● **WORK INSTRUCTIONS**
Check every line of the entries for the string "actual" and return the ones that contain it.

● **Dataset entries**
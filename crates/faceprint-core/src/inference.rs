//! Inference engine abstraction and its ONNX Runtime implementation.
//!
//! The engine is optional: everything that consumes it must keep working when
//! it is absent or broken. [`LazyEngine`] loads it once on first use and
//! memoizes both success and failure.

use ndarray::ArrayView4;
use ort::session::Session;
use ort::value::TensorRef;
use serde::Serialize;
use std::collections::HashMap;
use std::fmt;
use std::path::{Path, PathBuf};
use std::sync::{Arc, Mutex, MutexGuard};
use std::time::Duration;
use thiserror::Error;

/// Labels of the emotion model's seven output classes, in output order.
pub const EMOTION_LABELS: [&str; 7] = ["angry", "disgust", "fear", "happy", "sad", "surprise", "neutral"];

/// The sub-models an engine may provide.
#[derive(Debug, Clone, Copy, PartialEq, Eq, Hash, Serialize)]
#[serde(rename_all = "snake_case")]
pub enum ModelKind {
    Embedding,
    Emotion,
    AgeGender,
    FaceAnalysis,
}

impl ModelKind {
    pub const ALL: [ModelKind; 4] = [
        ModelKind::Embedding,
        ModelKind::Emotion,
        ModelKind::AgeGender,
        ModelKind::FaceAnalysis,
    ];

    pub fn name(&self) -> &'static str {
        match self {
            ModelKind::Embedding => "embedding",
            ModelKind::Emotion => "emotion",
            ModelKind::AgeGender => "age_gender",
            ModelKind::FaceAnalysis => "face_analysis",
        }
    }

    /// Model identifier recorded on embeddings and in reports.
    pub fn model_version(&self) -> &'static str {
        match self {
            ModelKind::Embedding => "facenet_512d",
            ModelKind::Emotion => "emotion_detection",
            ModelKind::AgeGender => "age_gender",
            ModelKind::FaceAnalysis => "face_analysis",
        }
    }

    /// File name of the model inside the model directory.
    pub fn file_name(&self) -> String {
        format!("{}.onnx", self.model_version())
    }

    /// Expected NHWC input shape.
    pub fn input_shape(&self) -> [usize; 4] {
        match self {
            ModelKind::Embedding => [1, 160, 160, 3],
            ModelKind::Emotion => [1, 48, 48, 1],
            ModelKind::AgeGender => [1, 224, 224, 3],
            ModelKind::FaceAnalysis => [1, 112, 112, 3],
        }
    }

    /// Expected output shape.
    pub fn output_shape(&self) -> [usize; 2] {
        match self {
            ModelKind::Embedding => [1, 512],
            ModelKind::Emotion => [1, EMOTION_LABELS.len()],
            ModelKind::AgeGender => [1, 3],
            ModelKind::FaceAnalysis => [1, 128],
        }
    }
}

impl fmt::Display for ModelKind {
    fn fmt(&self, f: &mut fmt::Formatter<'_>) -> fmt::Result {
        f.write_str(self.name())
    }
}

#[derive(Error, Debug)]
pub enum EngineError {
    #[error("inference engine unavailable: {0}")]
    Unavailable(String),
    #[error("model file not found: {0} (place the ONNX export in the model directory)")]
    ModelNotFound(String),
    #[error("engine does not provide the {0} model")]
    MissingModel(ModelKind),
    #[error("{kind} model input shape mismatch: expected {expected:?}, got {actual:?}")]
    InputShape {
        kind: ModelKind,
        expected: Vec<usize>,
        actual: Vec<usize>,
    },
    #[error("{kind} model output shape mismatch: expected {expected:?}, got {actual:?}")]
    OutputShape {
        kind: ModelKind,
        expected: Vec<usize>,
        actual: Vec<usize>,
    },
    #[error("inference failed: {0}")]
    InferenceFailed(String),
    #[error("inference timed out after {0:?}")]
    TimedOut(Duration),
    #[error("ort: {0}")]
    Ort(#[from] ort::Error),
}

/// Raw output tensor of one inference call.
#[derive(Debug, Clone, PartialEq)]
pub struct TensorOutput {
    pub shape: Vec<usize>,
    pub data: Vec<f32>,
}

impl TensorOutput {
    /// Reject any output whose shape or element count differs from the
    /// model's contract.
    pub fn expect_shape(&self, kind: ModelKind) -> Result<(), EngineError> {
        let expected = kind.output_shape();
        let len: usize = expected.iter().product();
        if self.shape != expected || self.data.len() != len {
            return Err(EngineError::OutputShape {
                kind,
                expected: expected.to_vec(),
                actual: self.shape.clone(),
            });
        }
        Ok(())
    }
}

/// Tensor-in / tensor-out contract of a deep-learning backend.
///
/// Implementations must be safe to share across threads; calls may block.
pub trait InferenceEngine: Send + Sync {
    /// Short name for logs and reports.
    fn name(&self) -> &str;

    fn supports(&self, kind: ModelKind) -> bool;

    fn run(&self, kind: ModelKind, input: ArrayView4<'_, f32>) -> Result<TensorOutput, EngineError>;
}

/// Check `input` against the model's input contract before running it.
pub fn check_input_shape(kind: ModelKind, input: &ArrayView4<'_, f32>) -> Result<(), EngineError> {
    let expected = kind.input_shape();
    if input.shape() != expected {
        return Err(EngineError::InputShape {
            kind,
            expected: expected.to_vec(),
            actual: input.shape().to_vec(),
        });
    }
    Ok(())
}

/// ONNX Runtime backend: one session per available sub-model.
pub struct OnnxEngine {
    sessions: HashMap<ModelKind, Mutex<Session>>,
    model_dir: PathBuf,
}

impl OnnxEngine {
    /// Load every model found in `model_dir`.
    ///
    /// The embedding model is required; the others are optional and only
    /// matter to the model validator.
    pub fn load(model_dir: &Path) -> Result<Self, EngineError> {
        let mut sessions = HashMap::new();

        for kind in ModelKind::ALL {
            let path = model_dir.join(kind.file_name());
            if !path.exists() {
                if kind == ModelKind::Embedding {
                    return Err(EngineError::ModelNotFound(path.display().to_string()));
                }
                tracing::warn!(model = %kind, path = %path.display(), "optional model not found");
                continue;
            }
            let session = Self::load_session(&path)?;
            sessions.insert(kind, Mutex::new(session));
        }

        Ok(Self {
            sessions,
            model_dir: model_dir.to_path_buf(),
        })
    }

    fn load_session(path: &Path) -> Result<Session, EngineError> {
        let session = Session::builder()?
            .with_intra_threads(2)?
            .commit_from_file(path)?;

        tracing::info!(
            path = %path.display(),
            inputs = ?session.inputs().iter().map(|i| (i.name(), i.dtype())).collect::<Vec<_>>(),
            outputs = ?session.outputs().iter().map(|o| o.name()).collect::<Vec<_>>(),
            "loaded ONNX model"
        );

        Ok(session)
    }

    pub fn model_dir(&self) -> &Path {
        &self.model_dir
    }

    fn session(&self, kind: ModelKind) -> Result<MutexGuard<'_, Session>, EngineError> {
        let slot = self.sessions.get(&kind).ok_or(EngineError::MissingModel(kind))?;
        slot.lock()
            .map_err(|_| EngineError::InferenceFailed(format!("{kind} session lock poisoned")))
    }
}

impl InferenceEngine for OnnxEngine {
    fn name(&self) -> &str {
        "onnx"
    }

    fn supports(&self, kind: ModelKind) -> bool {
        self.sessions.contains_key(&kind)
    }

    fn run(&self, kind: ModelKind, input: ArrayView4<'_, f32>) -> Result<TensorOutput, EngineError> {
        check_input_shape(kind, &input)?;

        let mut session = self.session(kind)?;
        let outputs = session.run(ort::inputs![TensorRef::from_array_view(input)?])?;

        let (shape, data) = outputs[0]
            .try_extract_tensor::<f32>()
            .map_err(|e| EngineError::InferenceFailed(format!("{kind} output extraction: {e}")))?;

        Ok(TensorOutput {
            shape: shape.iter().map(|&d| d.max(0) as usize).collect(),
            data: data.to_vec(),
        })
    }
}

type EngineLoader = Box<dyn Fn() -> Result<Arc<dyn InferenceEngine>, EngineError> + Send + Sync>;

enum SlotState {
    Unloaded,
    Ready(Arc<dyn InferenceEngine>),
    Failed(String),
}

/// Load state of a [`LazyEngine`], for status reporting.
#[derive(Debug, Clone, PartialEq, Eq, Serialize)]
#[serde(rename_all = "snake_case", tag = "state", content = "detail")]
pub enum EngineStatus {
    Unloaded,
    Ready(String),
    Failed(String),
}

/// Lazily loaded, memoized inference engine.
///
/// The loader runs at most once until [`reload`](Self::reload) is called. A
/// failed load is remembered, so every later call is routed to the fallback
/// without retrying.
pub struct LazyEngine {
    loader: EngineLoader,
    state: Mutex<SlotState>,
}

impl LazyEngine {
    pub fn new<F>(loader: F) -> Self
    where
        F: Fn() -> Result<Arc<dyn InferenceEngine>, EngineError> + Send + Sync + 'static,
    {
        Self {
            loader: Box::new(loader),
            state: Mutex::new(SlotState::Unloaded),
        }
    }

    /// Engine slot backed by ONNX models in `model_dir`.
    pub fn onnx(model_dir: PathBuf) -> Self {
        Self::new(move || {
            let engine: Arc<dyn InferenceEngine> = Arc::new(OnnxEngine::load(&model_dir)?);
            Ok(engine)
        })
    }

    /// Slot around an engine that is already constructed.
    pub fn ready(engine: Arc<dyn InferenceEngine>) -> Self {
        let reload_from = Arc::clone(&engine);
        Self {
            loader: Box::new(move || Ok(Arc::clone(&reload_from))),
            state: Mutex::new(SlotState::Ready(engine)),
        }
    }

    fn lock(&self) -> MutexGuard<'_, SlotState> {
        self.state.lock().unwrap_or_else(|poisoned| poisoned.into_inner())
    }

    /// Get the engine, loading it on first use.
    pub fn get(&self) -> Result<Arc<dyn InferenceEngine>, EngineError> {
        let mut state = self.lock();
        match &*state {
            SlotState::Ready(engine) => Ok(Arc::clone(engine)),
            SlotState::Failed(reason) => Err(EngineError::Unavailable(reason.clone())),
            SlotState::Unloaded => match (self.loader)() {
                Ok(engine) => {
                    tracing::info!(engine = engine.name(), "inference engine loaded");
                    *state = SlotState::Ready(Arc::clone(&engine));
                    Ok(engine)
                }
                Err(e) => {
                    tracing::warn!(error = %e, "inference engine failed to load; using deterministic fallback");
                    let reason = e.to_string();
                    *state = SlotState::Failed(reason.clone());
                    Err(EngineError::Unavailable(reason))
                }
            },
        }
    }

    /// Forget the current engine (or failure) so the next call loads again.
    pub fn reload(&self) {
        tracing::info!("inference engine reload requested");
        *self.lock() = SlotState::Unloaded;
    }

    /// Pin the slot to a failure, e.g. after the engine fails certification.
    pub fn disable(&self, reason: impl Into<String>) {
        *self.lock() = SlotState::Failed(reason.into());
    }

    pub fn status(&self) -> EngineStatus {
        match &*self.lock() {
            SlotState::Unloaded => EngineStatus::Unloaded,
            SlotState::Ready(engine) => EngineStatus::Ready(engine.name().to_string()),
            SlotState::Failed(reason) => EngineStatus::Failed(reason.clone()),
        }
    }
}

● **OUTPUT**
    #[error("{kind} model input shape mismatch: expected {expected:?}, got {actual:?}")]
        actual: Vec<usize>,
    #[error("{kind} model output shape mismatch: expected {expected:?}, got {actual:?}")]
        actual: Vec<usize>,
                actual: self.shape.clone(),
            actual: input.shape().to_vec(),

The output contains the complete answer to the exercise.